> Problem
Report every line below that carries the word "overrides".

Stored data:
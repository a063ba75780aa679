//! Supported jetton symbols and their master contracts.

use std::collections::BTreeMap;
use std::fmt;
use std::str::FromStr;

use serde::{Deserialize, Serialize};

/// Jettons known out of the box.
#[derive(Debug, Clone, Copy, PartialEq, Eq, Hash, PartialOrd, Ord, Serialize, Deserialize)]
#[serde(rename_all = "UPPERCASE")]
pub enum CoinSymbol {
    Gm,
    Arbuz,
    Kingyton,
    Dfc,
    M5,
}

impl CoinSymbol {
    pub const ALL: [CoinSymbol; 5] = [
        CoinSymbol::Gm,
        CoinSymbol::Arbuz,
        CoinSymbol::Kingyton,
        CoinSymbol::Dfc,
        CoinSymbol::M5,
    ];

    /// Ticker as shown to users.
    pub fn as_str(self) -> &'static str {
        match self {
            CoinSymbol::Gm => "GM",
            CoinSymbol::Arbuz => "ARBUZ",
            CoinSymbol::Kingyton => "KINGYTON",
            CoinSymbol::Dfc => "DFC",
            CoinSymbol::M5 => "M5",
        }
    }

    /// Raw address of the jetton master contract.
    pub fn master_address(self) -> &'static str {
        match self {
            CoinSymbol::Gm => "0:7d7b64496899d7fed00b0c14b221be688f460724b6bc16772c17ee4c8d7a256d",
            CoinSymbol::Arbuz => "0:0cd8a583a7d94dd18bf1bdf49b234af28c15f033bd2b6a4a4d2076ee1136ad45",
            CoinSymbol::Kingyton => "0:beb5d4638e860ccf7317296e298fde5b35982f4725b0676dc98b1de987b82ebc",
            CoinSymbol::Dfc => "0:f6eb371de82aa9cfb5b22ca547f31fdc0fa0fbb41ae89ba84a73272ff0bf2157",
            CoinSymbol::M5 => "0:5ae8ea1f738bd06755d92d361191b5f8a965160427f4b05060a3491dc5d970ea",
        }
    }
}

impl fmt::Display for CoinSymbol {
    fn fmt(&self, f: &mut fmt::Formatter<'_>) -> fmt::Result {
        f.write_str(self.as_str())
    }
}

/// Returned when a string is not one of the built-in symbols.
#[derive(Debug, Clone, PartialEq, Eq, thiserror::Error)]
#[error("unknown coin symbol '{0}'")]
pub struct UnknownSymbol(pub String);

impl FromStr for CoinSymbol {
    type Err = UnknownSymbol;

    fn from_str(s: &str) -> Result<Self, Self::Err> {
        CoinSymbol::ALL
            .into_iter()
            .find(|symbol| symbol.as_str().eq_ignore_ascii_case(s.trim()))
            .ok_or_else(|| UnknownSymbol(s.to_string()))
    }
}

/// Symbol → jetton master lookup: built-in table plus configured overrides.
#[derive(Debug, Clone)]
pub struct TokenRegistry {
    /// Keys are upper-cased symbols.
    entries: BTreeMap<String, String>,
}

impl TokenRegistry {
    /// Registry with only the built-in symbols.
    pub fn builtin() -> Self {
        let entries = CoinSymbol::ALL
            .into_iter()
            .map(|symbol| (symbol.as_str().to_string(), symbol.master_address().to_string()))
            .collect();
        Self { entries }
    }

    /// Built-in symbols, with `overrides` added on top (same symbol replaces).
    pub fn with_overrides(overrides: &BTreeMap<String, String>) -> Self {
        let mut registry = Self::builtin();
        for (symbol, address) in overrides {
            registry
                .entries
                .insert(symbol.trim().to_ascii_uppercase(), address.clone());
        }
        registry
    }

    /// Jetton master for `symbol`, or `None` when the symbol means native TON.
    pub fn resolve(&self, symbol: &str) -> Option<&str> {
        self.entries
            .get(&symbol.trim().to_ascii_uppercase())
            .map(String::as_str)
    }

    /// All entries, ordered by symbol.
    pub fn iter(&self) -> impl Iterator<Item = (&str, &str)> {
        self.entries.iter().map(|(s, a)| (s.as_str(), a.as_str()))
    }
}

impl Default for TokenRegistry {
    fn default() -> Self {
        Self::builtin()
    }
}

> Reply to the exercise
/// Symbol → jetton master lookup: built-in table plus configured overrides.
    /// Built-in symbols, with `overrides` added on top (same symbol replaces).
    pub fn with_overrides(overrides: &BTreeMap<String, String>) -> Self {
        for (symbol, address) in overrides {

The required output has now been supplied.